Weighty Matters

So last week I:

  • Cycled 99.1 miles,
  • Ran 6 miles,
  • Ate about 50% of my normal snacks, and
  • Gained 2 pounds.

I’m not particularly obsessed by my weight, and never have been – in fact that may be part of the problem. At some point since we’ve moved up here I have managed, quite without noticing it, to put on a whole stone. Or a stone-type unit – we bought our scales extremely cheaply and they’re pretty inaccurate*. And I’m not overweight either, not yet, but I will be if things carry on the way they’ve been. I’m not sure when the damage was done, probably last winter. I was hoping that my increasingly rounded silhouette was down to all the layering, and it’s only now that I’ve fully delayered that the awful truth is revealed. The final proof has been when I dug out my summer trousers and tried them on, because the trousers do not lie. In fact, with one pair of particularly cruel ones, the trousers don’t comfortably sit, either.

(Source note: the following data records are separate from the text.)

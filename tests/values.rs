use std::rc::Rc;

use compact_str::CompactString;
use greyscript_lang::{
    RuntimeErrorKind, Value, ValueType,
    objects::{ListInner, MapInner, fork},
};

fn list(items: impl IntoIterator<Item = Value>) -> Value {
    Value::from(items.into_iter().collect::<Vec<_>>())
}

fn strings(items: &[&str]) -> Value {
    list(items.iter().map(|s| Value::from(*s)))
}

#[test]
fn test_display() {
    assert_eq!(Value::Nil.to_string(), "null");
    assert_eq!(Value::from(3).to_string(), "3");
    assert_eq!(Value::from(0.5).to_string(), "0.5");
    assert_eq!(Value::from(1.0 / 3.0).to_string(), "0.333333");
    assert_eq!(Value::from("a\"b").to_string(), "a\"b");
    assert_eq!(Value::from("a\"b").repr(), "\"a\"\"b\"");
    let map = MapInner::new();
    map.insert("k", list([Value::from("v"), Value::Nil]));
    assert_eq!(Value::from(map).to_string(), "{\"k\": [\"v\", null]}");
}

#[test]
fn test_cyclic_display_terminates() {
    let inner = Rc::new(ListInner::default());
    inner.push(Value::List(Rc::clone(&inner)));
    let printed = Value::List(Rc::clone(&inner)).to_string();
    assert!(printed.contains("..."), "{printed}");
}

#[test]
fn test_truthiness() {
    for value in [
        Value::Nil,
        Value::from(false),
        Value::from(0),
        Value::from(""),
        list([]),
        Value::from(MapInner::new()),
    ] {
        assert!(!value.is_truthy(), "{value}");
    }
    assert!(Value::from(" ").is_truthy());
    assert!(list([Value::Nil]).is_truthy());
}

#[test]
fn test_equality() {
    assert_eq!(strings(&["a", "b"]), strings(&["a", "b"]));
    assert_ne!(strings(&["a"]), strings(&["a", "b"]));
    assert_ne!(Value::from(1), Value::from("1"));
    assert_ne!(Value::from(f64::NAN), Value::from(f64::NAN));

    let a = MapInner::new();
    a.insert("x", 1);
    let b = MapInner::new();
    b.insert("x", 1);
    assert_eq!(Value::from(a), Value::from(b));
}

#[test]
fn test_cast_and_to() {
    assert_eq!(Value::cast(Some(2u8)), Value::from(2));
    assert_eq!(Value::cast(None::<bool>), Value::Nil);
    assert_eq!(Value::cast(()), Value::Nil);
    assert_eq!(Value::from("7").to::<f64>().unwrap(), 7.0);
    assert_eq!(Value::from(3.9).to::<i64>().unwrap(), 3);
    assert_eq!(
        strings(&["a", "b"]).to::<Vec<CompactString>>().unwrap(),
        vec!["a", "b"]
    );
    assert_eq!(Value::Nil.to::<Option<f64>>().unwrap(), None);
    assert!(Value::from(1).to::<Vec<Value>>().is_err());
    let collected: Value = ["x", "y"].into_iter().collect();
    assert_eq!(collected, strings(&["x", "y"]));
}

#[test]
fn test_string_methods() {
    let s = Value::from("Hello World");
    assert_eq!(
        s.call_method("split", vec![Value::from(" ")]).unwrap(),
        strings(&["Hello", "World"])
    );
    assert_eq!(s.call_method("len", vec![]).unwrap(), Value::from(11));
    assert_eq!(
        s.call_method("indexOf", vec![Value::from("o")]).unwrap(),
        Value::from(4)
    );
    assert_eq!(
        s.call_method("indexOf", vec![Value::from("o"), Value::from(4)])
            .unwrap(),
        Value::from(7)
    );
    assert_eq!(
        s.call_method("indexOf", vec![Value::from("z")]).unwrap(),
        Value::Nil
    );
    assert_eq!(
        s.call_method("replace", vec![Value::from("o"), Value::from("0")])
            .unwrap(),
        Value::from("Hell0 W0rld")
    );
    assert_eq!(
        s.call_method("upper", vec![]).unwrap(),
        Value::from("HELLO WORLD")
    );
    assert_eq!(
        Value::from("42").call_method("to_int", vec![]).unwrap(),
        Value::from(42)
    );
    assert_eq!(
        Value::from("4.2").call_method("to_int", vec![]).unwrap(),
        Value::from("4.2")
    );
    assert_eq!(
        Value::from("A").call_method("code", vec![]).unwrap(),
        Value::from(65)
    );
}

#[test]
fn test_list_methods() {
    let items = list([Value::from(3), Value::from(1), Value::from(2)]);
    assert_eq!(items.call_method("sum", vec![]).unwrap(), Value::from(6));
    items.call_method("sort", vec![]).unwrap();
    assert_eq!(items.to_string(), "[1, 2, 3]");
    items.call_method("push", vec![Value::from(4)]).unwrap();
    assert_eq!(items.call_method("pull", vec![]).unwrap(), Value::from(1));
    assert_eq!(items.call_method("pop", vec![]).unwrap(), Value::from(4));
    items
        .call_method("insert", vec![Value::from(-1), Value::from(9)])
        .unwrap();
    assert_eq!(items.to_string(), "[2, 3, 9]");
    assert_eq!(
        items.call_method("join", vec![Value::from("-")]).unwrap(),
        Value::from("2-3-9")
    );
    assert_eq!(
        items.call_method("hasIndex", vec![Value::from(-3)]).unwrap(),
        Value::from(true)
    );
    assert_eq!(
        items.call_method("remove", vec![Value::from(5)]),
        Err(RuntimeErrorKind::IndexOutOfRange { index: 5, len: 3 })
    );
}

#[test]
fn test_sort_by_key() {
    let entry = |name: &str, age: i32| {
        let map = MapInner::new();
        map.insert("name", name);
        map.insert("age", age);
        Value::from(map)
    };
    let people = list([entry("b", 30), entry("a", 20), entry("c", 25)]);
    people.call_method("sort", vec![Value::from("age")]).unwrap();
    let names: Vec<String> = people
        .to::<Vec<Value>>()
        .unwrap()
        .iter()
        .map(|person| person.as_map().and_then(|m| m.get("name")).unwrap_or_default().to_string())
        .collect();
    assert_eq!(names, vec!["a", "c", "b"]);
}

#[test]
fn test_map_methods() {
    let map = MapInner::new();
    map.insert("a", 1);
    map.insert("b", 2);
    let map = Value::from(map);
    assert_eq!(map.call_method("indexes", vec![]).unwrap(), strings(&["a", "b"]));
    assert_eq!(
        map.call_method("indexOf", vec![Value::from(2)]).unwrap(),
        Value::from("b")
    );
    assert_eq!(
        map.call_method("remove", vec![Value::from("a")]).unwrap(),
        Value::from(true)
    );
    assert_eq!(
        map.call_method("hasIndex", vec![Value::from("a")]).unwrap(),
        Value::from(false)
    );
}

#[test]
fn test_method_whitelist() {
    let cases = [
        (Value::from("abc"), "push", ValueType::String),
        (list([]), "split", ValueType::List),
        (Value::from(MapInner::new()), "sum", ValueType::Map),
        (Value::from(1), "len", ValueType::Number),
        (Value::Nil, "len", ValueType::Nil),
    ];
    for (value, method, value_type) in cases {
        assert!(!value.has_method(method));
        assert_eq!(
            value.call_method(method, vec![]),
            Err(RuntimeErrorKind::MethodNotFound {
                value_type,
                method: method.into()
            })
        );
    }
}

#[test]
fn test_method_arity() {
    assert_eq!(
        Value::from("abc").call_method("len", vec![Value::from(1)]),
        Err(RuntimeErrorKind::CallArguments {
            expected: 0,
            given: 1
        })
    );
}

#[test]
fn test_fork_and_isa() {
    let proto = Rc::new(MapInner::new());
    proto.insert("tags", list([Value::from("base")]));
    proto.insert("level", 1);
    let instance = fork(&proto);
    assert!(instance.is_instance());
    assert!(instance.isa(&proto));
    assert!(!proto.isa(&instance));

    // nested containers are copied, not shared
    instance
        .get("tags")
        .unwrap_or_default()
        .call_method("push", vec![Value::from("extra")])
        .unwrap();
    assert_eq!(proto.get("tags"), Some(strings(&["base"])));

    let grandchild = fork(&instance);
    assert!(grandchild.isa(&proto));
}

#[test]
fn test_paths() {
    let root = MapInner::new();
    let inner = Rc::new(MapInner::new());
    root.insert("a", Rc::clone(&inner));
    root.insert("n", 1);

    root.set_path("a.b", Value::from(2)).unwrap();
    assert_eq!(inner.get("b"), Some(Value::from(2)));
    assert_eq!(root.get_path("a.b").unwrap(), Value::from(2));
    assert_eq!(root.get_path("a.missing").unwrap(), Value::Nil);
    assert_eq!(
        root.get_path("x.b"),
        Err(RuntimeErrorKind::Path { path: "x".into() })
    );
    assert!(matches!(
        root.set_path("n.b", Value::Nil),
        Err(RuntimeErrorKind::ImmutablePath {
            value_type: ValueType::Number,
            ..
        })
    ));
}
//! GreyScript front end and tree-walking runtime.
//!
//! ```txt
//!        +-------+             +--------+          +-------+
//! str -> | lexer | - Tokens -> | parser | - AST -> | lower |
//!        +-------+             +--------+          +-------+
//!                                                      |
//!             +------------- Program ------------------+
//!             |
//!             v
//!        +-------------+            +---------------------------+
//!        | Interpreter | - fork  -> | OperationContext chain    |
//!        +-------------+            | (scopes, control records) |
//!                                   +---------------------------+
//! ```
//!
//! # Examples
//!
//! ```rust
//! use greyscript_lang::{Completion, Interpreter, Value};
//!
//! let interpreter = Interpreter::new();
//! let input = r#"
//! f = function(a)
//!     return a + 1
//! end function
//! return f(41)
//! "#;
//! let completion = futures::executor::block_on(interpreter.run_source(input, Vec::new()));
//! match completion.unwrap() {
//!     Completion::Done(value) => assert_eq!(value, Value::from(42)),
//!     other => panic!("unexpected completion {other:?}"),
//! }
//! ```

// Pedantic warnings
#![warn(clippy::pedantic)]
#![allow(clippy::too_many_lines, clippy::must_use_candidate)]
// TODO: Improve documentation
#![allow(
    clippy::doc_markdown,
    clippy::missing_errors_doc,
    clippy::missing_panics_doc
)]
#![allow(
    clippy::module_name_repetitions,
    clippy::future_not_send,
    clippy::float_cmp
)]

pub mod collector;
pub mod compiler;
pub mod context;
pub mod errors;
pub mod interpreter;
pub mod libs;
pub mod objects;
pub mod operation;
pub mod utils;

pub use errors::{Error, RuntimeError, RuntimeErrorKind, Signal};
pub use interpreter::{Completion, Interpreter, Options, RunError};
pub use objects::{CallbackInner, CallbackReturn, HandleInner, HostObject, Value, ValueType};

There’s no real mystery to this – the problem is having a car. Back when we were living in London, every calorie that entered the house had to be carried back half a mile from the supermarket on foot, along with everything else. When it comes to losing weight, for all the cute mottoes about bikes running on fat etc., cycling doesn’t really replace the amount of tromping about you do all day and every day when you don’t have a car. Back then, all I had to do was cut out the odd snack and any surplus pounds just dropped away. Now, it looks like I’m in for the longer haul.

It gets worse, too. Both pairs of cords – the only trousers which were still roomy enough to allow for easy pedalling – have been cycled to death: they have both worn through on exactly the same place in the rear, a place which renders them indecent even for gardening in. This means one thing and one thing only – I have to go trouser shopping. Cue a bout of self-and-retailer-loathing coming soon to a blog near you.

* I base this assumption on the number of visitors who have wanted to take them home with them. It’s always quite revealing who likes to weigh themselves…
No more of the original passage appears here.